### PROVIDED ENTRIES
//! Interface de terminal do painel: spinner, colunas coloridas e o seletor
//! de groomer.
//!
//! Usa as crates `indicatif` para o spinner de carregamento e `console` para
//! estilização e leitura do terminal. [`serve_prompts`] é o lado humano do
//! portão de atribuição de groomer.

use std::fmt::Write as _;

use console::{Key, Style, Term};
use indicatif::{ProgressBar, ProgressStyle};
use tokio::sync::mpsc;

use checkin_board::board::{
    AssignmentRequest, BoardColumns, GateDecision, Notice, PendingAssignment, SyncState,
    TransitionOutcome,
};
use checkin_board::checkin::{CheckInRecord, Groomer, Priority, Status};

/// Spinner exibido enquanto a primeira carga do painel não termina.
pub struct LoadingSpinner {
    pb: ProgressBar,
}

impl LoadingSpinner {
    /// Inicia o spinner com a mensagem fornecida.
    pub fn start(message: &str) -> Self {
        let pb = ProgressBar::new_spinner();
        if let Ok(style) = ProgressStyle::default_spinner().template("{spinner:.cyan} {msg}") {
            pb.set_style(style);
        }
        pb.set_message(message.to_string());
        pb.enable_steady_tick(std::time::Duration::from_millis(100));
        Self { pb }
    }

    /// Remove o spinner do terminal.
    pub fn finish(self) {
        self.pb.finish_and_clear();
    }
}

fn priority_badge(priority: Priority) -> String {
    match priority {
        Priority::High => Style::new().red().bold().apply_to("[HIGH]").to_string(),
        Priority::Medium => Style::new().yellow().apply_to("[MEDIUM]").to_string(),
        Priority::Normal => String::new(),
    }
}

fn card_line(record: &CheckInRecord) -> String {
    let mut line = format!("#{} {}", record.id, display_or_dash(&record.pet_name));
    let badge = priority_badge(record.priority);
    if !badge.is_empty() {
        line.push(' ');
        line.push_str(&badge);
    }
    if record.observations.is_some() {
        line.push_str(" (!)");
    }
    let groomer = record
        .groomer
        .as_ref()
        .map(|g| g.name.as_str())
        .unwrap_or("-");
    let _ = write!(line, " · groomer {groomer}");
    if !record.services.is_empty() {
        let _ = write!(line, " · {}", record.services.join(", "));
    }
    line
}

fn display_or_dash(s: &str) -> &str {
    if s.trim().is_empty() { "-" } else { s }
}

/// Renderiza o painel completo como texto.
pub fn render_board(
    columns: &BoardColumns,
    state: SyncState,
    banner: Option<&str>,
    alerts: &[Notice],
) -> String {
    let heading = Style::new().cyan().bold();
    let dim = Style::new().dim();
    let red = Style::new().red().bold();
    let mut out = String::new();

    if state == SyncState::Refreshing {
        let _ = writeln!(out, "{}", dim.apply_to("refreshing…"));
    }
    if let Some(banner) = banner {
        let _ = writeln!(out, "{} {banner}", red.apply_to("Error:"));
    }
    for notice in alerts {
        let _ = writeln!(out, "{} {}", red.apply_to("✗"), notice.message);
    }

    for status in Status::ALL {
        let cards = columns.column(status);
        let _ = writeln!(
            out,
            "{}",
            heading.apply_to(format!("── {} ({}) ──", status.label(), cards.len()))
        );
        if cards.is_empty() {
            let _ = writeln!(out, "  {}", dim.apply_to("No items."));
        }
        for card in cards {
            let _ = writeln!(out, "  {}", card_line(card));
        }
    }
    out
}

/// Renderiza uma listagem histórica em formato de tabela.
pub fn render_history(records: &[CheckInRecord]) -> String {
    let mut out = String::new();
    for r in records {
        let finished = r
            .finished_at
            .map(|t| t.format("%d/%m/%Y %H:%M").to_string())
            .unwrap_or_else(|| "-".to_string());
        let created = r
            .created_at
            .map(|t| t.format("%d/%m/%Y %H:%M").to_string())
            .unwrap_or_else(|| "-".to_string());
        let _ = writeln!(
            out,
            "{:<16} {:<16} {:<14} {:<10} {:<16} {:<16} {}",
            display_or_dash(&r.pet_name),
            display_or_dash(&r.tutor_name),
            display_or_dash(&r.breed_name),
            r.status,
            r.groomer.as_ref().map(|g| g.name.as_str()).unwrap_or("-"),
            created,
            finished,
        );
    }
    let _ = writeln!(out, "Total: {} pets", records.len());
    out
}

/// Descreve o resultado de uma transição para o usuário.
pub fn describe_outcome(outcome: &TransitionOutcome) -> String {
    match outcome {
        TransitionOutcome::Applied(record) => {
            let green = Style::new().green().bold();
            format!(
                "{} #{} is now {}",
                green.apply_to("✓"),
                record.id,
                record.status.label()
            )
        }
        TransitionOutcome::Ignored(reason) => format!("nothing to do: {reason}"),
        TransitionOutcome::Cancelled => "cancelled".to_string(),
    }
}

/// Interpreta a resposta digitada no seletor de groomer.
///
/// Aceita o número da lista (a partir de 1); vazio ou inválido cancela.
pub fn parse_choice(input: &str, roster: &[Groomer]) -> GateDecision {
    input
        .trim()
        .parse::<usize>()
        .ok()
        .and_then(|n| n.checked_sub(1))
        .and_then(|i| roster.get(i))
        .map(|g| GateDecision::Selected(g.clone()))
        .unwrap_or(GateDecision::Cancelled)
}

fn ask(term: &Term, request: &AssignmentRequest) -> std::io::Result<GateDecision> {
    term.write_line(&format!(
        "Choose a groomer for #{} {}:",
        request.check_in,
        display_or_dash(&request.pet_name)
    ))?;
    if request.roster.is_empty() {
        term.write_line("  No groomers available.")?;
        return Ok(GateDecision::Cancelled);
    }
    for (i, groomer) in request.roster.iter().enumerate() {
        term.write_line(&format!("  [{}] {}", i + 1, groomer.name))?;
    }
    term.write_str("Number (empty to cancel): ")?;
    let line = term.read_line()?;
    Ok(parse_choice(&line, &request.roster))
}

/// Responde no terminal, uma de cada vez, às escolhas de groomer pedidas
/// pelo painel. Erros de leitura cancelam o pedido.
pub async fn serve_prompts(mut requests: mpsc::Receiver<PendingAssignment>) {
    while let Some(pending) = requests.recv().await {
        let request = pending.request.clone();
        let answer = tokio::task::spawn_blocking(move || ask(&Term::stdout(), &request)).await;
        match answer {
            Ok(Ok(GateDecision::Selected(groomer))) => pending.select(groomer),
            _ => pending.cancel(),
        }
    }
}

/// Teclas aceitas no painel ao vivo.
#[derive(Debug, Clone, Copy, PartialEq, Eq)]
pub enum BoardKey {
    Refresh,
    Quit,
}

/// Traduz uma tecla do terminal em comando do painel.
pub fn board_key(key: &Key) -> Option<BoardKey> {
    match key {
        Key::Char('r') | Key::Char('R') => Some(BoardKey::Refresh),
        Key::Char('q') | Key::Char('Q') | Key::Escape => Some(BoardKey::Quit),
        _ => None,
    }
}

/// Lê teclas do terminal em uma thread dedicada. Retorna `None` quando a
/// saída não é um terminal; o canal fecha se a leitura for interrompida.
pub fn spawn_key_reader() -> Option<mpsc::Receiver<BoardKey>> {
    if !Term::stdout().is_term() {
        return None;
    }
    let (tx, rx) = mpsc::channel(8);
    std::thread::spawn(move || {
        let term = Term::stdout();
        while let Ok(key) = term.read_key() {
            if let Some(cmd) = board_key(&key)
                && tx.blocking_send(cmd).is_err()
            {
                break;
            }
        }
    });
    Some(rx)
}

### THE TASK
Reproduce every line from the entries that holds the word "green".

### ANSWER BELOW
            let green = Style::new().green().bold();
                green.apply_to("✓"),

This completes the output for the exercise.